(Task data Opens)

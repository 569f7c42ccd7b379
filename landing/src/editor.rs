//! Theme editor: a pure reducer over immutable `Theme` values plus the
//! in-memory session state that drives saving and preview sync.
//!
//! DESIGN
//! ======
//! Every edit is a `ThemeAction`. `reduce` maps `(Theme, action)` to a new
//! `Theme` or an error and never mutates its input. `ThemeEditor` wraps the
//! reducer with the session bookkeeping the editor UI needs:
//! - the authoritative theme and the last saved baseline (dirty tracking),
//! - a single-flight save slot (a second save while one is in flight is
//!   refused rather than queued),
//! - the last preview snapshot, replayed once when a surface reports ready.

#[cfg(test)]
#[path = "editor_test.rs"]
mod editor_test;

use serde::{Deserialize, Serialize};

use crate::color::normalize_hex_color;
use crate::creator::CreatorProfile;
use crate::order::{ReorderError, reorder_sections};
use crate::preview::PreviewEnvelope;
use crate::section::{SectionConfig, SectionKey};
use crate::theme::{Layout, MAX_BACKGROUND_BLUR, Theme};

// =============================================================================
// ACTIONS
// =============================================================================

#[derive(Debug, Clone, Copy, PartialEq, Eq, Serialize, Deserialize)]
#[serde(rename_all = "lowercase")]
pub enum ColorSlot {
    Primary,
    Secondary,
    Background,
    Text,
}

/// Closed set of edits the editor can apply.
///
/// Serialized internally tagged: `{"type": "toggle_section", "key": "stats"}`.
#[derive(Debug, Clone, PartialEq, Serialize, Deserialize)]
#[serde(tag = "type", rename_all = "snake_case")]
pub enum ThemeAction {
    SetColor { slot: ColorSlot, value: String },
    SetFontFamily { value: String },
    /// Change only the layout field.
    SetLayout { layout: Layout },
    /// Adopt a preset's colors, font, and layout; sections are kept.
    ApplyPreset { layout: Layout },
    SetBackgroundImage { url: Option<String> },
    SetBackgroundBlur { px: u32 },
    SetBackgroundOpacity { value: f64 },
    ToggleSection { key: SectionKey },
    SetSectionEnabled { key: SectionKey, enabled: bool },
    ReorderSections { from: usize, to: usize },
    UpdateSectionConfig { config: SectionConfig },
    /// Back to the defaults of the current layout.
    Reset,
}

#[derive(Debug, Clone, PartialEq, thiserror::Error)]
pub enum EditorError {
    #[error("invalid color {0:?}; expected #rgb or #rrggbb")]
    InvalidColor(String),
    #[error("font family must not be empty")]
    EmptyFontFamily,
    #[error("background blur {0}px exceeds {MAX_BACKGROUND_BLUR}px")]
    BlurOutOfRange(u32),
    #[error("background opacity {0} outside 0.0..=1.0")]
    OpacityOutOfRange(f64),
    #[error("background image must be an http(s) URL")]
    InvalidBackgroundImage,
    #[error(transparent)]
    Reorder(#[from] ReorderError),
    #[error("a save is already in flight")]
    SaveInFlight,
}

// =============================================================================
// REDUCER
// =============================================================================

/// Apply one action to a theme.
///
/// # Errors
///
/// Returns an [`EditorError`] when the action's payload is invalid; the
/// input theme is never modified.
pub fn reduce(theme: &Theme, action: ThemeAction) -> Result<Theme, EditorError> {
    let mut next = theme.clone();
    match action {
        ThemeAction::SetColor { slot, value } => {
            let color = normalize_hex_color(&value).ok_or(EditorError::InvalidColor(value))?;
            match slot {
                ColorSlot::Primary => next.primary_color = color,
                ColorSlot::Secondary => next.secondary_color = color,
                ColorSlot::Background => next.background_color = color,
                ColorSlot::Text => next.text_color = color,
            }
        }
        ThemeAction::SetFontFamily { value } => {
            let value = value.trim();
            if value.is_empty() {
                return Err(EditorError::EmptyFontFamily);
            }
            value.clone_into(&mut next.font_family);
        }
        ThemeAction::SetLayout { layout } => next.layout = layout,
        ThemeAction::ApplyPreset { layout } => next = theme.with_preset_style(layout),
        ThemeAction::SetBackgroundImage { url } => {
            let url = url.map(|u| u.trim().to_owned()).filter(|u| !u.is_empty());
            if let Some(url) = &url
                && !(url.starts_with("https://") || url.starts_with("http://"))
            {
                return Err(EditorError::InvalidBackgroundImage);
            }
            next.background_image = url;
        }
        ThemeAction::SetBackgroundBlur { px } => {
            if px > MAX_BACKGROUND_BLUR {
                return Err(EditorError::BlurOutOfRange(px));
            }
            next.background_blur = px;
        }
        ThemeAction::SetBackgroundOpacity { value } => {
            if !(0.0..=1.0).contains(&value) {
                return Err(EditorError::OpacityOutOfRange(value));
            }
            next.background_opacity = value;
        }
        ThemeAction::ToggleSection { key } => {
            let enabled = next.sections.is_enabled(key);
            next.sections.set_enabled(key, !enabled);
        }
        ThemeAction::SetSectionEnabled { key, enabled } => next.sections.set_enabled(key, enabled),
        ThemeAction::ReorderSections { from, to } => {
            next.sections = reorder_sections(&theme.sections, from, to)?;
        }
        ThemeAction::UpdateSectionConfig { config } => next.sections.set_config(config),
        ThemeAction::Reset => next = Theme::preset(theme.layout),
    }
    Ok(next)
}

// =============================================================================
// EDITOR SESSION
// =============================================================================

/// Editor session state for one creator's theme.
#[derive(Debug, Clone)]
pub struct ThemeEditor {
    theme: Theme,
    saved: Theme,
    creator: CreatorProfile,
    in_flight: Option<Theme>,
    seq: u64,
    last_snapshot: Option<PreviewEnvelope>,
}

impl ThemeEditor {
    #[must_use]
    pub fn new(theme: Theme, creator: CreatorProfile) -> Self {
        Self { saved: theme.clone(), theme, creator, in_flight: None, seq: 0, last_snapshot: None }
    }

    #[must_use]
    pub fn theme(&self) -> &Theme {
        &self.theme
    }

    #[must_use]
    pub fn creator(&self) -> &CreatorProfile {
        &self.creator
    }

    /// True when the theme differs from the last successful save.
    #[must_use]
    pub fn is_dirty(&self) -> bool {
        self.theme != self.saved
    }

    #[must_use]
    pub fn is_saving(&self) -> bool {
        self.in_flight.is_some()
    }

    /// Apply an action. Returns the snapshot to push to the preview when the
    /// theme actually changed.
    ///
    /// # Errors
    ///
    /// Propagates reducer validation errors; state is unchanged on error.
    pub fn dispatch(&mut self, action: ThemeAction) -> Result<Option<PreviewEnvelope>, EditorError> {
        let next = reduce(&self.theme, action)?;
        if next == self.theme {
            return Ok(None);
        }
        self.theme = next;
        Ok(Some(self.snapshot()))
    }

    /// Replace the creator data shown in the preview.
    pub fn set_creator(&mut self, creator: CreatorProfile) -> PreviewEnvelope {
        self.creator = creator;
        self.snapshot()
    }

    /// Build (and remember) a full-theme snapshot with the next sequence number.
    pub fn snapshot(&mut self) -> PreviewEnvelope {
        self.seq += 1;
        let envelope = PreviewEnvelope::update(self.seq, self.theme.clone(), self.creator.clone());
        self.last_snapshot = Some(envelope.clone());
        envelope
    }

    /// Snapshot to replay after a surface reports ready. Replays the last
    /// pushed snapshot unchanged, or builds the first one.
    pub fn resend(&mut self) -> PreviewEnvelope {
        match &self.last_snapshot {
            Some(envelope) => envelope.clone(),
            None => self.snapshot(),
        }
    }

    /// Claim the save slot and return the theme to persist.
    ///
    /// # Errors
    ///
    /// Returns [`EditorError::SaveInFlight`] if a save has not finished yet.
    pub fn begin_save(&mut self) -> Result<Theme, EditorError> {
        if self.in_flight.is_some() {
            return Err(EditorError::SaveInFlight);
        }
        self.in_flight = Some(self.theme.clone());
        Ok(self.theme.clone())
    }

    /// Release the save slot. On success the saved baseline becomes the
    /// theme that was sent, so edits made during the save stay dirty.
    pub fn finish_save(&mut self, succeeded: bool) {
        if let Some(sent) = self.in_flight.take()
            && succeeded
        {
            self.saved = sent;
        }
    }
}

(Task data Closes)
(Task data Opens)

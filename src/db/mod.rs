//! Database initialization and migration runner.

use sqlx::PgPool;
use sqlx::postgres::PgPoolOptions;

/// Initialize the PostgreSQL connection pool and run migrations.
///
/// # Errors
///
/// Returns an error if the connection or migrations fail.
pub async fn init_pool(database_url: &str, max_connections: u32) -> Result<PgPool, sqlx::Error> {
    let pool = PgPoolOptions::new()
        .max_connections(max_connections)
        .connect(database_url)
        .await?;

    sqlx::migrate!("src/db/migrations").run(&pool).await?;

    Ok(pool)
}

(Task data Closes)

§ **Problem**:
Copy, from the data above, every line where the word "Result" appears.

§ **Response to this exercise**:
pub fn reduce(theme: &Theme, action: ThemeAction) -> Result<Theme, EditorError> {
    pub fn dispatch(&mut self, action: ThemeAction) -> Result<Option<PreviewEnvelope>, EditorError> {
    pub fn begin_save(&mut self) -> Result<Theme, EditorError> {
pub async fn init_pool(database_url: &str, max_connections: u32) -> Result<PgPool, sqlx::Error> {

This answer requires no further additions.